吉普怡仍然紧紧扯住他的衣袖不放,说道“他们想要他的命,但是他们更想发财,他又打了一阵,身上受了伤,支持不住,倒在地上,终于……终于被他们擒住了,我扑到他身上,也不知是哪一位叔叔伯伯将我一脚踢开。他们逼着他交出藏宝图。他说‘那张图不在我身上,你们谁有种就跟我去拿。’他们细细搜了他的身,果然没有找到,这可把他们为难坏了。放了他吧,等药性一过,可没人再制得住他;杀了他吧,那笔蒋公大宝藏可永远得不到了。最后还是我爹爹出了个主意,哈哈,我爹爹好聪明!那时候他已经昏了过去,我也昏倒了。

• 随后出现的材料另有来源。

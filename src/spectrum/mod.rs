use crate::Float;
use crate::math::{lerp, sqr};

pub mod color;
pub mod distribution;

pub use color::*;
pub use distribution::*;

/// Number of wavelengths carried by each camera ray.
pub const NUM_SPECTRUM_SAMPLES: usize = 4;

pub const LAMBDA_MIN: Float = 360.0;
pub const LAMBDA_MAX: Float = 830.0;

#[derive(Clone, Copy)]
pub struct CoefficientSpectrum<const N: usize>([Float; N]);

/// Radiometric values at each of the wavelengths in a [`SampledWavelengths`].
pub type SampledSpectrum = CoefficientSpectrum<NUM_SPECTRUM_SAMPLES>;

impl<const N: usize> CoefficientSpectrum<N> {
    #[inline]
    pub fn new_with<F: FnMut(usize) -> Float>(init: F) -> Self {
        Self(std::array::from_fn(init))
    }

    #[inline]
    pub fn zip<F: Fn(Float, Float) -> Float>(&self, other: &Self, f: F) -> Self {
        Self::new_with(|i| f(self.0[i], other.0[i]))
    }

    pub fn uniform(val: Float) -> Self {
        Self([val; N])
    }

    pub fn zero() -> Self {
        Self::uniform(0.0)
    }

    pub fn one() -> Self {
        Self::uniform(1.0)
    }

    pub fn map<F: Fn(Float) -> Float>(&self, f: F) -> Self {
        Self::new_with(|i| f(self[i]))
    }

    pub fn is_black(&self) -> bool {
        self.0.iter().all(|&x| x == 0.0)
    }

    pub fn has_nans(&self) -> bool {
        self.0.iter().any(|&x| x.is_nan())
    }

    pub fn is_finite(&self) -> bool {
        self.0.iter().all(|&x| x.is_finite())
    }

    pub fn lerp(t: Float, s1: Self, s2: Self) -> Self {
        s1.zip(&s2, |a, b| lerp(t, a, b))
    }

    pub fn sqrt(self) -> Self {
        self.map(Float::sqrt)
    }

    pub fn exp(self) -> Self {
        self.map(Float::exp)
    }

    pub fn clamp(self, low: Float, high: Float) -> Self {
        self.map(|x| x.clamp(low, high))
    }

    pub fn clamp_zero(self) -> Self {
        self.map(|x| x.max(0.0))
    }

    /// Component-wise division that yields zero wherever the divisor is zero.
    pub fn safe_div(self, rhs: Self) -> Self {
        self.zip(&rhs, |a, b| if b != 0.0 { a / b } else { 0.0 })
    }

    pub fn max_component_value(&self) -> Float {
        self.0.iter().cloned().fold(Float::NEG_INFINITY, Float::max)
    }

    pub fn min_component_value(&self) -> Float {
        self.0.iter().cloned().fold(Float::INFINITY, Float::min)
    }

    pub fn average(&self) -> Float {
        self.0.iter().sum::<Float>() / N as Float
    }

    pub fn values(&self) -> &[Float; N] {
        &self.0
    }
}

impl<const N: usize> std::ops::Index<usize> for CoefficientSpectrum<N> {
    type Output = Float;

    fn index(&self, index: usize) -> &Self::Output {
        &self.0[index]
    }
}

impl<const N: usize> std::ops::IndexMut<usize> for CoefficientSpectrum<N> {
    fn index_mut(&mut self, index: usize) -> &mut Self::Output {
        &mut self.0[index]
    }
}

impl<const N: usize> PartialEq for CoefficientSpectrum<N> {
    fn eq(&self, other: &Self) -> bool {
        self.0 == other.0
    }
}

impl<const N: usize> Default for CoefficientSpectrum<N> {
    fn default() -> Self {
        Self::uniform(Float::default())
    }
}

impl<const N: usize> std::fmt::Debug for CoefficientSpectrum<N> {
    fn fmt(&self, f: &mut std::fmt::Formatter<'_>) -> std::fmt::Result {
        f.debug_list().entries(self.0.iter()).finish()
    }
}

impl<const N: usize> From<[Float; N]> for CoefficientSpectrum<N> {
    fn from(a: [Float; N]) -> Self {
        Self(a)
    }
}

impl<const N: usize> From<Float> for CoefficientSpectrum<N> {
    fn from(x: Float) -> Self {
        Self::uniform(x)
    }
}

impl<const N: usize> From<CoefficientSpectrum<N>> for [Float; N] {
    fn from(s: CoefficientSpectrum<N>) -> Self {
        s.0
    }
}

impl<const N: usize> std::iter::Sum for CoefficientSpectrum<N> {
    fn sum<I: Iterator<Item = Self>>(iter: I) -> Self {
        iter.fold(Self::uniform(0.0), std::ops::Add::add)
    }
}

impl<const N: usize> std::ops::Neg for CoefficientSpectrum<N> {
    type Output = Self;

    fn neg(self) -> Self::Output {
        self.map(|x| -x)
    }
}

macro_rules! impl_op {
    ($op:ident, $name:ident, $sym:tt) => {
        impl<const N: usize> std::ops::$op for CoefficientSpectrum<N> {
            type Output = Self;

            fn $name(self, rhs: Self) -> Self::Output {
                Self::zip(&self, &rhs, |x, y| x $sym y)
            }
        }

        impl<const N: usize> std::ops::$op<Float> for CoefficientSpectrum<N> {
            type Output = Self;

            fn $name(self, rhs: Float) -> Self::Output {
                Self::new_with(|i| self[i] $sym rhs)
            }
        }

        impl<const N: usize> std::ops::$op<CoefficientSpectrum<N>> for Float {
            type Output = CoefficientSpectrum<N>;

            fn $name(self, rhs: CoefficientSpectrum<N>) -> Self::Output {
                CoefficientSpectrum::new_with(|i| self $sym rhs[i])
            }
        }
    }
}

macro_rules! impl_assign_op {
    ($op:ident, $name:ident, $sym:tt) => {
        impl<const N: usize> std::ops::$op for CoefficientSpectrum<N> {
            fn $name(&mut self, rhs: Self) {
                for i in 0..N {
                    self[i] $sym rhs[i];
                }
            }
        }

        impl<const N: usize> std::ops::$op<Float> for CoefficientSpectrum<N> {
            fn $name(&mut self, rhs: Float) {
                for i in 0..N {
                    self[i] $sym rhs;
                }
            }
        }
    }
}

impl_op!(Add, add, +);
impl_op!(Sub, sub, -);
impl_op!(Mul, mul, *);
impl_op!(Div, div, /);
impl_assign_op!(AddAssign, add_assign, +=);
impl_assign_op!(SubAssign, sub_assign, -=);
impl_assign_op!(MulAssign, mul_assign, *=);
impl_assign_op!(DivAssign, div_assign, /=);

/// The wavelengths (nm) carried by one camera ray, with the density each was sampled with.
///
/// Spectral quantities evaluated against the same `SampledWavelengths` are combined
/// component-wise. Once the secondary wavelengths are terminated only the first one carries
/// energy, which is how wavelength-dependent refraction keeps the estimate consistent.
#[derive(Clone, Copy, Debug, PartialEq)]
pub struct SampledWavelengths {
    lambda: [Float; NUM_SPECTRUM_SAMPLES],
    pdf: [Float; NUM_SPECTRUM_SAMPLES],
}

impl SampledWavelengths {
    /// Stratified wavelengths uniformly distributed in `[lambda_min, lambda_max]`.
    pub fn sample_uniform(u: Float, lambda_min: Float, lambda_max: Float) -> Self {
        let mut lambda = [0.0; NUM_SPECTRUM_SAMPLES];
        lambda[0] = lerp(u, lambda_min, lambda_max);
        let delta = (lambda_max - lambda_min) / NUM_SPECTRUM_SAMPLES as Float;
        for i in 1..NUM_SPECTRUM_SAMPLES {
            lambda[i] = lambda[i - 1] + delta;
            if lambda[i] > lambda_max {
                lambda[i] = lambda_min + (lambda[i] - lambda_max);
            }
        }
        let pdf = [1.0 / (lambda_max - lambda_min); NUM_SPECTRUM_SAMPLES];
        Self { lambda, pdf }
    }

    /// Stratified wavelengths importance sampled towards the visible range.
    pub fn sample_visible(u: Float) -> Self {
        let mut lambda = [0.0; NUM_SPECTRUM_SAMPLES];
        let mut pdf = [0.0; NUM_SPECTRUM_SAMPLES];
        for i in 0..NUM_SPECTRUM_SAMPLES {
            let mut up = u + i as Float / NUM_SPECTRUM_SAMPLES as Float;
            if up > 1.0 {
                up -= 1.0;
            }
            lambda[i] = sample_visible_wavelength(up);
            pdf[i] = visible_wavelength_pdf(lambda[i]);
        }
        Self { lambda, pdf }
    }

    #[inline]
    pub fn lambda(&self, i: usize) -> Float {
        self.lambda[i]
    }

    pub fn pdf(&self) -> SampledSpectrum {
        SampledSpectrum::from(self.pdf)
    }

    pub fn terminate_secondary(&mut self) {
        if self.secondary_terminated() {
            return;
        }
        for i in 1..NUM_SPECTRUM_SAMPLES {
            self.pdf[i] = 0.0;
        }
        self.pdf[0] /= NUM_SPECTRUM_SAMPLES as Float;
    }

    pub fn secondary_terminated(&self) -> bool {
        self.pdf[1..].iter().all(|&p| p == 0.0)
    }
}

fn sample_visible_wavelength(u: Float) -> Float {
    // rounding at u = 1 lands just past the red end
    (538.0 - 138.888889 * (0.85691062 - 1.82750197 * u).atanh()).clamp(LAMBDA_MIN, LAMBDA_MAX)
}

fn visible_wavelength_pdf(lambda: Float) -> Float {
    if !(LAMBDA_MIN..=LAMBDA_MAX).contains(&lambda) {
        return 0.0;
    }
    0.0039398042 / sqr((0.0072 * (lambda - 538.0)).cosh())
}

#[cfg(test)]
mod tests {
    use super::*;
    use approx::assert_abs_diff_eq;

    #[test]
    fn test_iter_sum() {
        let spectra = vec![SampledSpectrum::uniform(1.0), SampledSpectrum::from([0.0, 1.0, 0.5, 2.0])];
        let sum: SampledSpectrum = spectra.into_iter().sum();
        assert_eq!(sum, SampledSpectrum::from([1.0, 2.0, 1.5, 3.0]));
    }

    #[test]
    fn safe_div_zeroes_missing_terms() {
        let a = SampledSpectrum::from([1.0, 2.0, 3.0, 4.0]);
        let b = SampledSpectrum::from([2.0, 0.0, 1.0, 0.0]);
        assert_eq!(a.safe_div(b), SampledSpectrum::from([0.5, 0.0, 3.0, 0.0]));
        assert_eq!(a.max_component_value(), 4.0);
        assert_eq!(a.average(), 2.5);
    }

    #[test]
    fn uniform_wavelengths_are_stratified() {
        let lambda = SampledWavelengths::sample_uniform(0.9, LAMBDA_MIN, LAMBDA_MAX);
        for i in 0..NUM_SPECTRUM_SAMPLES {
            assert!(lambda.lambda(i) >= LAMBDA_MIN && lambda.lambda(i) <= LAMBDA_MAX);
        }
        assert_abs_diff_eq!(lambda.pdf()[0], 1.0 / (LAMBDA_MAX - LAMBDA_MIN));
    }

    #[test]
    fn unjittered_wavelengths_all_carry_weight() {
        // the third stratum starts exactly at u = 1
        let lambda = SampledWavelengths::sample_visible(0.5);
        assert_eq!(lambda.lambda(2), LAMBDA_MAX);
        assert!(lambda.pdf().values().iter().all(|&p| p > 0.0));
        assert!(sample_visible_wavelength(1.0) <= LAMBDA_MAX);
        assert!(sample_visible_wavelength(0.0) >= LAMBDA_MIN);
    }

    #[test]
    fn visible_wavelengths_stay_in_range() {
        for i in 0..64 {
            let lambda = SampledWavelengths::sample_visible(i as Float / 64.0);
            for j in 0..NUM_SPECTRUM_SAMPLES {
                assert!(lambda.lambda(j) >= LAMBDA_MIN && lambda.lambda(j) <= LAMBDA_MAX);
                assert!(lambda.pdf()[j] > 0.0);
            }
        }
    }

    #[test]
    fn visible_pdf_integrates_to_one() {
        let n = 4700;
        let dl = (LAMBDA_MAX - LAMBDA_MIN) / n as Float;
        let integral: Float = (0..n)
            .map(|i| visible_wavelength_pdf(LAMBDA_MIN + (i as Float + 0.5) * dl) * dl)
            .sum();
        assert_abs_diff_eq!(integral, 1.0, epsilon = 2e-3);
    }

    #[test]
    fn terminate_secondary_keeps_expected_value() {
        let mut lambda = SampledWavelengths::sample_uniform(0.3, LAMBDA_MIN, LAMBDA_MAX);
        let pdf0 = lambda.pdf()[0];
        assert!(!lambda.secondary_terminated());
        lambda.terminate_secondary();
        assert!(lambda.secondary_terminated());
        assert_abs_diff_eq!(lambda.pdf()[0], pdf0 / NUM_SPECTRUM_SAMPLES as Float);
        lambda.terminate_secondary();
        assert_abs_diff_eq!(lambda.pdf()[0], pdf0 / NUM_SPECTRUM_SAMPLES as Float);
    }
}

等我醒来,他们已经把他的手筋、脚筋都给挑断了,叫他空有一身武功,永远不能再使劲,然后逼着他去取图寻宝。哈哈,好聪明!不是吗?”

王嘉遇见她渐渐目光散乱,呼吸急促,说话已经有些神智失常,劝道“伯母,您还是回房去歇歇……”

吉普怡道“不!等你一走,他们就会把我杀死,我要说完了才能死!他们押着他走了,还有崆峒派的两名高手一起去的,人人都想发这笔横财,但不知怎么的,还是被他逃脱了。多半是他给了他们一张图,他们一快活,防备就疏松了。我那丈夫可是世上最聪明的人。他们七个人拿到了这张藏宝图,定是你抢我夺的,于是五兄弟合谋,把崆峒派的两个人先给害死了。”

吉善祁厉声骂道“普怡,你再胡说八道,可小心着!”

吉普怡笑道“我干嘛小心?你以为我还怕死么?”转头对王嘉遇道“哪知道这张图却是假的。他们五个人在南京钻进钻出搞了大半年,花了几十万的本钱,却连一个小钱也没找到,哈哈,你说有趣吗?”

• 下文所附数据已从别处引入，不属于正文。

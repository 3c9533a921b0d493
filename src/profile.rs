//! Per-tile ray statistics, merged once every tile is done.

/// Counters for one tile, or for a whole render once merged.
#[derive(Clone, Copy, Debug, Default, PartialEq, Eq)]
pub struct Profile {
    pub camera_rays: u64,
    pub bounce_rays: u64,
    pub shadow_rays: u64,
    pub escaped_rays: u64,
    pub nan_samples: u64,
    pub paths: u64,
    /// Most scattering events seen on any single path.
    pub longest_path: usize,
}

impl Profile {
    pub fn record_path(&mut self, scattering_events: usize) {
        self.paths += 1;
        self.longest_path = self.longest_path.max(scattering_events);
    }

    pub fn merge(self, other: Self) -> Self {
        Self {
            camera_rays: self.camera_rays + other.camera_rays,
            bounce_rays: self.bounce_rays + other.bounce_rays,
            shadow_rays: self.shadow_rays + other.shadow_rays,
            escaped_rays: self.escaped_rays + other.escaped_rays,
            nan_samples: self.nan_samples + other.nan_samples,
            paths: self.paths + other.paths,
            longest_path: self.longest_path.max(other.longest_path),
        }
    }

    /// True if no path scattered more than `max_depth` times.
    pub fn within_depth(&self, max_depth: usize) -> bool {
        self.longest_path <= max_depth
    }

    pub fn log_summary(&self) {
        tracing::info!(
            camera_rays = self.camera_rays,
            bounce_rays = self.bounce_rays,
            shadow_rays = self.shadow_rays,
            escaped_rays = self.escaped_rays,
            nan_samples = self.nan_samples,
            longest_path = self.longest_path,
            "render statistics"
        );
    }
}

五老在亭外,个个都是横眉怒目,却畏惧王嘉遇,不敢冲进来。

吉普怡说到这里,呆呆地出神,低声缓缓的道“他这一去,我就没再得到他的音讯。他手脚上的筋都断了,成了废人,他是这样的心高气傲,不痛死也会……气死……”

吉善福道“姓王的小子,这小贱人刚才说起我们吉祥堡的‘五花阵’,你已经听到了,有种的,就出来试试。”吉普怡低声道“王公子,你走吧,别跟他们斗了。”又叹了口气“我丈夫所遭受的冤屈,终于是有人知道的了。”

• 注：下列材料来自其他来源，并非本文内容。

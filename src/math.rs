use crate::Float;

pub const INFINITY: Float = std::f32::INFINITY;
pub const NEG_INFINITY: Float = std::f32::NEG_INFINITY;

pub const PI: Float = std::f32::consts::PI;
pub const INV_PI: Float = std::f32::consts::FRAC_1_PI;
pub const INV_2_PI: Float = 0.5 * std::f32::consts::FRAC_1_PI;
pub const INV_4_PI: Float = 0.25 * std::f32::consts::FRAC_1_PI;
pub const PI_OVER_2: Float = std::f32::consts::FRAC_PI_2;
pub const PI_OVER_4: Float = std::f32::consts::FRAC_PI_4;

pub const MACHINE_EPSILON: Float = std::f32::EPSILON * 0.5;

/// Largest float strictly less than one.
pub const ONE_MINUS_EPSILON: Float = 1.0 - std::f32::EPSILON / 2.0;

/// Bound on the relative error of `n` consecutive floating point operations.
#[inline]
pub fn gamma(n: i32) -> Float {
    (n as Float * MACHINE_EPSILON) / (1.0 - n as Float * MACHINE_EPSILON)
}

pub fn next_float_up(v: Float) -> Float {
    if v.is_infinite() && v > 0.0 {
        return v;
    }
    // skip -0.0 so the step is taken from +0.0
    let v = if v == -0.0 { 0.0 } else { v };
    let bits = v.to_bits();
    let bits = if v >= 0.0 { bits + 1 } else { bits - 1 };
    Float::from_bits(bits)
}

pub fn next_float_down(v: Float) -> Float {
    if v.is_infinite() && v < 0.0 {
        return v;
    }
    let v = if v == 0.0 { -0.0 } else { v };
    let bits = v.to_bits();
    let bits = if v > 0.0 { bits - 1 } else { bits + 1 };
    Float::from_bits(bits)
}

#[inline]
pub fn lerp(t: Float, v1: Float, v2: Float) -> Float {
    (1.0 - t) * v1 + t * v2
}

#[inline]
pub fn sqr(x: Float) -> Float {
    x * x
}

#[inline]
pub fn safe_sqrt(x: Float) -> Float {
    Float::sqrt(Float::max(0.0, x))
}

#[inline]
pub fn safe_asin(x: Float) -> Float {
    x.clamp(-1.0, 1.0).asin()
}

#[inline]
pub fn safe_acos(x: Float) -> Float {
    x.clamp(-1.0, 1.0).acos()
}

/// Computes `a * b - c * d` without the catastrophic cancellation of the direct form.
#[inline]
pub fn difference_of_products(a: Float, b: Float, c: Float, d: Float) -> Float {
    let cd = c * d;
    let err = (-c).mul_add(d, cd);
    let dop = a.mul_add(b, -cd);
    dop + err
}

/// Error function, Abramowitz & Stegun 7.1.26 (max abs error 1.5e-7).
#[allow(clippy::excessive_precision)]
pub fn erf(x: Float) -> Float {
    let (a1, a2, a3, a4, a5) = (0.254829592, -0.284496736, 1.421413741, -1.453152027, 1.061405429);
    let p = 0.3275911;
    let sign = x.signum();
    let x = x.abs();
    let t = 1.0 / (1.0 + p * x);
    let y = 1.0 - (((((a5 * t + a4) * t) + a3) * t + a2) * t + a1) * t * (-x * x).exp();
    sign * y
}

pub fn gaussian(x: Float, mu: Float, sigma: Float) -> Float {
    1.0 / (2.0 * PI * sigma * sigma).sqrt() * (-sqr(x - mu) / (2.0 * sigma * sigma)).exp()
}

pub fn gaussian_integral(x0: Float, x1: Float, mu: Float, sigma: Float) -> Float {
    let sigma_root2 = sigma * std::f32::consts::SQRT_2;
    0.5 * (erf((mu - x0) / sigma_root2) - erf((mu - x1) / sigma_root2))
}

/// 64-bit finalizer, used to decorrelate hashed seeds.
#[inline]
pub fn mix_bits(mut v: u64) -> u64 {
    v ^= v >> 31;
    v = v.wrapping_mul(0x7fb5d329728ea185);
    v ^= v >> 27;
    v = v.wrapping_mul(0x81dadef4bc2dd44d);
    v ^= v >> 33;
    v
}

/// Order-dependent hash of a handful of integers.
pub fn hash_values(values: &[u64]) -> u64 {
    values
        .iter()
        .fold(0x9e3779b97f4a7c15u64, |h, &v| mix_bits(h ^ mix_bits(v.wrapping_add(0x632be59bd9b4e019))))
}

/// Element `i` of a pseudo-random permutation of `0..l` selected by `p`.
pub fn permutation_element(mut i: u32, l: u32, p: u32) -> u32 {
    assert!(l > 0, "permutation of an empty range");
    let mut w = l - 1;
    w |= w >> 1;
    w |= w >> 2;
    w |= w >> 4;
    w |= w >> 8;
    w |= w >> 16;
    loop {
        i ^= p;
        i = i.wrapping_mul(0xe170893d);
        i ^= p >> 16;
        i ^= (i & w) >> 4;
        i ^= p >> 8;
        i = i.wrapping_mul(0x0929eb3f);
        i ^= p >> 23;
        i ^= (i & w) >> 1;
        i = i.wrapping_mul(1 | p >> 27);
        i = i.wrapping_mul(0x6935fa69);
        i ^= (i & w) >> 11;
        i = i.wrapping_mul(0x74dcb303);
        i ^= (i & w) >> 2;
        i = i.wrapping_mul(0x9e501cc3);
        i ^= (i & w) >> 2;
        i = i.wrapping_mul(0xc860a3df);
        i &= w;
        i ^= i >> 5;
        if i < l {
            break;
        }
    }
    (i.wrapping_add(p)) % l
}

#[cfg(test)]
mod tests {
    use super::*;
    use approx::assert_abs_diff_eq;

    #[test]
    fn next_float_brackets_value() {
        for &v in &[0.0, -0.0, 1.0, -1.0, 1e-30, 12345.678] {
            assert!(next_float_up(v) > v);
            assert!(next_float_down(v) < v);
        }
        assert_eq!(next_float_up(INFINITY), INFINITY);
    }

    #[test]
    fn erf_matches_known_values() {
        assert_abs_diff_eq!(erf(0.0), 0.0, epsilon = 1e-6);
        assert_abs_diff_eq!(erf(0.5), 0.5204999, epsilon = 1e-6);
        assert_abs_diff_eq!(erf(-1.0), -0.8427008, epsilon = 1e-6);
        assert_abs_diff_eq!(erf(3.0), 0.9999779, epsilon = 1e-6);
    }

    #[test]
    fn gaussian_integral_of_whole_line_is_one() {
        assert_abs_diff_eq!(gaussian_integral(-20.0, 20.0, 0.0, 1.5), 1.0, epsilon = 1e-5);
    }

    #[test]
    fn permutation_is_a_bijection() {
        for &l in &[1u32, 2, 7, 16, 33] {
            let mut seen = vec![false; l as usize];
            for i in 0..l {
                let e = permutation_element(i, l, 0xdeadbeef);
                assert!(!seen[e as usize], "duplicate element {} for l = {}", e, l);
                seen[e as usize] = true;
            }
        }
    }

    #[test]
    fn hash_depends_on_order() {
        assert_ne!(hash_values(&[1, 2, 3]), hash_values(&[3, 2, 1]));
        assert_eq!(hash_values(&[4, 5]), hash_values(&[4, 5]));
    }
}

王嘉遇曾和五老一一较量过,知道单打独斗,没有一个是自己的对手,不过他们五个人一起上,再加上一个操演纯熟的“五花阵”,只怕确实不易击破。况且初次较量时,双方并无冤仇,手下互相容情,现在自己知道了他们的,而他们又认定自己和孟兼非颇有渊源,这些人什么阴险毒辣的手段都使得出来,一不留神,惨祸立至,他们毕竟是吉逸然的爷爷们,自己却又不想对他们痛下杀手,一时间,不禁颇为踌躇。

吉善祁看他不语,叫道“怎么,不敢吗?乖乖的给太爷们磕三个响头,就放你出去。”吉善礼阴森森道“这时候磕头也不成啦。”